▶ **EXERCISE**
In the data below, find the line that contains "pub struct AttendanceReportRow" and the line that contains "#[schema(example = 0)]". Copy both, plus every line between them, exactly.

[Opening INFORMATION PROVIDED section]

pub mod time_utils;
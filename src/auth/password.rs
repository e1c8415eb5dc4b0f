use argon2::{
    password_hash::{rand_core::OsRng, PasswordHash, PasswordHasher, PasswordVerifier, SaltString},
    Argon2,
};

pub fn hash_password(password: &str) -> Result<String, argon2::password_hash::Error> {
    let argon2 = Argon2::default();
    let salt = SaltString::generate(&mut OsRng);

    Ok(argon2.hash_password(password.as_bytes(), &salt)?.to_string())
}

pub fn verify_password(password: &str, hashed: &str) -> Result<(), argon2::password_hash::Error> {
    let argon2 = Argon2::default();
    let parsed = PasswordHash::new(hashed)?;

    argon2.verify_password(password.as_bytes(), &parsed)
}

#[cfg(test)]
mod tests {
    use super::*;

    #[test]
    fn verifies_only_the_hashed_password() {
        let hashed = hash_password("pw").unwrap();
        assert!(verify_password("pw", &hashed).is_ok());
        assert!(verify_password("pw2", &hashed).is_err());
    }

    #[test]
    fn malformed_hash_is_an_error() {
        assert!(verify_password("pw", "not-a-phc-string").is_err());
    }
}
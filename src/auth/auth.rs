use crate::auth::jwt::verify_token;
use crate::config::Config;
use crate::error::AppError;
use crate::models::Claims;
use actix_web::{FromRequest, HttpMessage, HttpRequest, dev::Payload, web::Data};
use futures::future::{Ready, ready};

#[derive(Debug, Clone)]
pub struct AuthUser {
    pub employee_id: String,
    pub is_admin: bool,
    pub is_manager: bool,
}

impl From<Claims> for AuthUser {
    fn from(claims: Claims) -> Self {
        Self {
            employee_id: claims.employee_id,
            is_admin: claims.is_admin,
            is_manager: claims.is_manager,
        }
    }
}

impl FromRequest for AuthUser {
    type Error = AppError;
    type Future = Ready<Result<Self, Self::Error>>;

    fn from_request(req: &HttpRequest, _: &mut Payload) -> Self::Future {
        // Set by auth_middleware on protected scopes
        if let Some(user) = req.extensions().get::<AuthUser>() {
            return ready(Ok(user.clone()));
        }

        let token = match req
            .headers()
            .get("Authorization")
            .and_then(|h| h.to_str().ok())
            .and_then(|h| h.strip_prefix("Bearer "))
        {
            Some(t) => t,
            None => return ready(Err(AppError::Unauthorized("Missing token".into()))),
        };

        let config = match req.app_data::<Data<Config>>() {
            Some(c) => c,
            None => return ready(Err(AppError::Internal("Config missing".into()))),
        };

        ready(
            verify_token(token, &config.jwt_secret)
                .map(AuthUser::from)
                .map_err(|_| AppError::Unauthorized("Invalid token".into())),
        )
    }
}

impl AuthUser {
    pub fn require_admin(&self) -> Result<(), AppError> {
        if self.is_admin {
            Ok(())
        } else {
            Err(AppError::Forbidden("Admin only".into()))
        }
    }

    pub fn require_admin_or_manager(&self) -> Result<(), AppError> {
        if self.is_admin || self.is_manager {
            Ok(())
        } else {
            Err(AppError::Forbidden(
                "Access denied. Only admins and managers can view this information.".into(),
            ))
        }
    }

    /// The owning employee, any admin, or any manager
    pub fn require_self_or_privileged(&self, employee_id: &str) -> Result<(), AppError> {
        if self.employee_id == employee_id || self.is_admin || self.is_manager {
            Ok(())
        } else {
            Err(AppError::Forbidden(
                "Access denied. You can only view your own records.".into(),
            ))
        }
    }
}
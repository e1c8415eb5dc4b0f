use chrono::NaiveDateTime;
use serde::{Deserialize, Serialize};
use utoipa::ToSchema;

use crate::model::gate::GateDirection;

/// A swipe joined with the direction of the gate it happened at.
#[derive(Debug, Clone, PartialEq, Eq)]
pub struct DirectedEvent {
    pub employee_id: String,
    pub access_time: NaiveDateTime,
    pub gate_id: u32,
    pub direction: GateDirection,
}

#[derive(Debug, sqlx::FromRow)]
pub struct DirectedEventRow {
    pub employee_id: String,
    pub access_time: NaiveDateTime,
    pub gate_id: u32,
    pub direction: String,
}

impl TryFrom<DirectedEventRow> for DirectedEvent {
    type Error = String;

    fn try_from(row: DirectedEventRow) -> Result<Self, Self::Error> {
        Ok(DirectedEvent {
            direction: row.direction.parse()?,
            employee_id: row.employee_id,
            access_time: row.access_time,
            gate_id: row.gate_id,
        })
    }
}

/// One row of an employee's swipe history for a day
#[derive(Debug, Serialize, sqlx::FromRow, ToSchema)]
pub struct AccessLogEntry {
    #[schema(example = 42)]
    pub log_id: u64,
    #[schema(example = "2025-05-02T08:05:00", value_type = String, format = "date-time")]
    pub access_time: NaiveDateTime,
    #[schema(example = "in")]
    pub direction: String,
    #[schema(example = "North Lobby")]
    pub gate_name: String,
    #[schema(example = "turnstile")]
    pub gate_type: String,
}

#[derive(Debug, Deserialize, ToSchema)]
pub struct CreateAccessLog {
    #[schema(example = "E001")]
    pub employee_id: String,
    #[schema(example = "2025-05-02T08:05:00")]
    pub access_time: String,
    #[schema(example = 1)]
    pub gate_id: u32,
}
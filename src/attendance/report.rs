use chrono::{NaiveDate, NaiveDateTime, NaiveTime};
use serde::Serialize;
use tracing::{debug, instrument};
use utoipa::ToSchema;

use crate::db::AttendanceStore;
use crate::error::{AppError, AppResult};
use crate::model::{
    attendance::{AttendanceRecord, RecordOrder},
    employee::Employee,
};
use crate::utils::time_utils::{MonthRange, parse_year_month};

/// Fixed wall-clock shift bounds lateness and early departure are measured against.
#[derive(Debug, Clone, Copy, PartialEq, Eq)]
pub struct ShiftBoundaries {
    pub start: NaiveTime,
    pub end: NaiveTime,
}

impl Default for ShiftBoundaries {
    fn default() -> Self {
        Self {
            start: NaiveTime::from_hms_opt(8, 30, 0).unwrap_or(NaiveTime::MIN),
            end: NaiveTime::from_hms_opt(17, 30, 0).unwrap_or(NaiveTime::MIN),
        }
    }
}

#[derive(Debug, Clone, Copy, PartialEq, Eq, Serialize, ToSchema)]
pub enum ArrivalStatus {
    #[serde(rename = "On time")]
    OnTime,
    Late,
}

#[derive(Debug, Clone, Copy, PartialEq, Eq, Serialize, ToSchema)]
pub enum DepartureStatus {
    #[serde(rename = "On time")]
    OnTime,
    Early,
}

impl ShiftBoundaries {
    /// Minutes are whole minutes past the shift start, truncated.
    pub fn classify_arrival(&self, check_in: Option<NaiveDateTime>) -> (ArrivalStatus, i64) {
        match check_in {
            Some(t) => {
                let boundary = t.date().and_time(self.start);
                if t > boundary {
                    (ArrivalStatus::Late, (t - boundary).num_minutes())
                } else {
                    (ArrivalStatus::OnTime, 0)
                }
            }
            None => (ArrivalStatus::OnTime, 0),
        }
    }

    pub fn classify_departure(&self, check_out: Option<NaiveDateTime>) -> (DepartureStatus, i64) {
        match check_out {
            Some(t) => {
                let boundary = t.date().and_time(self.end);
                if t < boundary {
                    (DepartureStatus::Early, (boundary - t).num_minutes())
                } else {
                    (DepartureStatus::OnTime, 0)
                }
            }
            None => (DepartureStatus::OnTime, 0),
        }
    }
}

#[derive(Debug, Clone, PartialEq, Serialize, ToSchema)]
pub struct AttendanceReportRow {
    #[schema(example = 100)]
    pub record_id: u64,
    #[schema(example = "E001")]
    pub employee_id: String,
    #[schema(example = "2025-04-04", value_type = String, format = "date")]
    pub report_date: NaiveDate,
    #[schema(example = "2025-04-04T09:03:00", value_type = Option<String>, format = "date-time")]
    pub check_in_time: Option<NaiveDateTime>,
    #[schema(example = "2025-04-04T17:51:00", value_type = Option<String>, format = "date-time")]
    pub check_out_time: Option<NaiveDateTime>,
    #[schema(example = 1)]
    pub check_in_gate: Option<u32>,
    #[schema(example = 2)]
    pub check_out_gate: Option<u32>,
    #[schema(example = 8.8)]
    pub total_stay_hours: f64,
    pub late_arrival_status: ArrivalStatus,
    #[schema(example = 33)]
    pub late_arrival_minutes: i64,
    pub early_departure_status: DepartureStatus,
    #[schema(example = 0)]
    pub early_departure_minutes: i64,
}

#[derive(Debug, Clone, PartialEq, Serialize, ToSchema)]
pub struct EmployeeAttendanceReport {
    #[schema(example = "E001")]
    pub employee_id: String,
    #[schema(example = "John Doe")]
    pub employee_name: String,
    #[schema(example = "ORG001")]
    pub organization_id: String,
    pub records: Vec<AttendanceReportRow>,
}

pub fn annotate(record: AttendanceRecord, shift: &ShiftBoundaries) -> AttendanceReportRow {
    let (late_arrival_status, late_arrival_minutes) = shift.classify_arrival(record.check_in_time);
    let (early_departure_status, early_departure_minutes) =
        shift.classify_departure(record.check_out_time);

    AttendanceReportRow {
        record_id: record.record_id,
        employee_id: record.employee_id,
        report_date: record.report_date,
        check_in_time: record.check_in_time,
        check_out_time: record.check_out_time,
        check_in_gate: record.check_in_gate,
        check_out_gate: record.check_out_gate,
        total_stay_hours: record.total_stay_hours.unwrap_or(0.0),
        late_arrival_status,
        late_arrival_minutes,
        early_departure_status,
        early_departure_minutes,
    }
}

async fn build_report(
    store: &dyn AttendanceStore,
    employee: Employee,
    month: MonthRange,
    order: RecordOrder,
) -> AppResult<EmployeeAttendanceReport> {
    let shift = ShiftBoundaries::default();
    let records = store
        .attendance_between(&employee.employee_id, month.start, month.end, order)
        .await?;

    debug!(
        employee_id = %employee.employee_id,
        records = records.len(),
        "Annotating attendance records"
    );

    Ok(EmployeeAttendanceReport {
        employee_name: employee.full_name(),
        records: records.into_iter().map(|r| annotate(r, &shift)).collect(),
        employee_id: employee.employee_id,
        organization_id: employee.organization_id,
    })
}

#[instrument(skip(store))]
pub async fn employee_attendance(
    store: &dyn AttendanceStore,
    employee_id: &str,
    month: &str,
) -> AppResult<EmployeeAttendanceReport> {
    let range = parse_year_month(month)?;

    let employee = store
        .find_employee(employee_id)
        .await?
        .ok_or_else(|| AppError::NotFound("Employee not found".to_string()))?;

    build_report(store, employee, range, RecordOrder::Stored).await
}

/// An unknown organization yields an empty list, same as one without staff.
#[instrument(skip(store))]
pub async fn organization_attendance(
    store: &dyn AttendanceStore,
    organization_id: &str,
    month: &str,
) -> AppResult<Vec<EmployeeAttendanceReport>> {
    let range = parse_year_month(month)?;

    let employees = store.employees_in_organization(organization_id).await?;

    let mut reports = Vec::with_capacity(employees.len());
    for employee in employees {
        reports.push(build_report(store, employee, range, RecordOrder::NewestFirst).await?);
    }

    Ok(reports)
}
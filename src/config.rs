use anyhow::{Context, Result};
use dotenvy::dotenv;
use std::env;
use std::str::FromStr;

#[derive(Clone, Debug)]
pub struct Config {
    pub database_url: String,
    pub jwt_secret: String,
    pub server_addr: String,
    pub access_token_ttl: usize,
    pub db_max_connections: u32,
    pub run_migrations: bool,
    pub log_dir: String,

    // Rate limiting
    pub rate_login_per_min: u32,
    pub rate_protected_per_min: u32,

    /// Seconds between automatic derivation runs for today; 0 disables the scheduler
    pub derivation_interval_secs: u64,

    pub api_prefix: String,
}

fn required(key: &str) -> Result<String> {
    env::var(key).with_context(|| format!("{key} must be set"))
}

fn parse_or<T>(key: &str, default: T) -> Result<T>
where
    T: FromStr,
    T::Err: std::error::Error + Send + Sync + 'static,
{
    parse_value(key, env::var(key).ok(), default)
}

fn parse_value<T>(key: &str, raw: Option<String>, default: T) -> Result<T>
where
    T: FromStr,
    T::Err: std::error::Error + Send + Sync + 'static,
{
    match raw {
        Some(raw) => raw
            .trim()
            .parse()
            .with_context(|| format!("{key} has an invalid value: {raw}")),
        None => Ok(default),
    }
}

impl Config {
    pub fn from_env() -> Result<Self> {
        dotenv().ok();

        Ok(Self {
            server_addr: required("SERVER_ADDR")?,
            database_url: required("DATABASE_URL")?,
            jwt_secret: required("JWT_SECRET")?,
            access_token_ttl: parse_or("ACCESS_TOKEN_TTL", 900)?, // default 15 min
            db_max_connections: parse_or("DB_MAX_CONNECTIONS", 10)?,
            run_migrations: parse_or("RUN_MIGRATIONS", true)?,
            log_dir: env::var("LOG_DIR").unwrap_or_else(|_| "logs".to_string()),

            rate_login_per_min: parse_or("RATE_LOGIN_PER_MIN", 60)?,
            rate_protected_per_min: parse_or("RATE_PROTECTED_PER_MIN", 1000)?,

            derivation_interval_secs: parse_or("DERIVATION_INTERVAL_SECS", 0)?,

            api_prefix: env::var("API_PREFIX").unwrap_or_else(|_| "/api/v1".to_string()),
        })
    }
}

#[cfg(test)]
impl Config {
    pub fn for_tests(jwt_secret: &str) -> Self {
        Self {
            database_url: String::new(),
            jwt_secret: jwt_secret.to_string(),
            server_addr: "127.0.0.1:0".to_string(),
            access_token_ttl: 900,
            db_max_connections: 1,
            run_migrations: false,
            log_dir: "logs".to_string(),
            rate_login_per_min: 60,
            rate_protected_per_min: 1000,
            derivation_interval_secs: 0,
            api_prefix: "/api/v1".to_string(),
        }
    }
}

[Closing INFORMATION PROVIDED section]

▶ **OUTPUT**
pub struct AttendanceReportRow {
    #[schema(example = 100)]
    pub record_id: u64,
    #[schema(example = "E001")]
    pub employee_id: String,
    #[schema(example = "2025-04-04", value_type = String, format = "date")]
    pub report_date: NaiveDate,
    #[schema(example = "2025-04-04T09:03:00", value_type = Option<String>, format = "date-time")]
    pub check_in_time: Option<NaiveDateTime>,
    #[schema(example = "2025-04-04T17:51:00", value_type = Option<String>, format = "date-time")]
    pub check_out_time: Option<NaiveDateTime>,
    #[schema(example = 1)]
    pub check_in_gate: Option<u32>,
    #[schema(example = 2)]
    pub check_out_gate: Option<u32>,
    #[schema(example = 8.8)]
    pub total_stay_hours: f64,
    pub late_arrival_status: ArrivalStatus,
    #[schema(example = 33)]
    pub late_arrival_minutes: i64,
    pub early_departure_status: DepartureStatus,
    #[schema(example = 0)]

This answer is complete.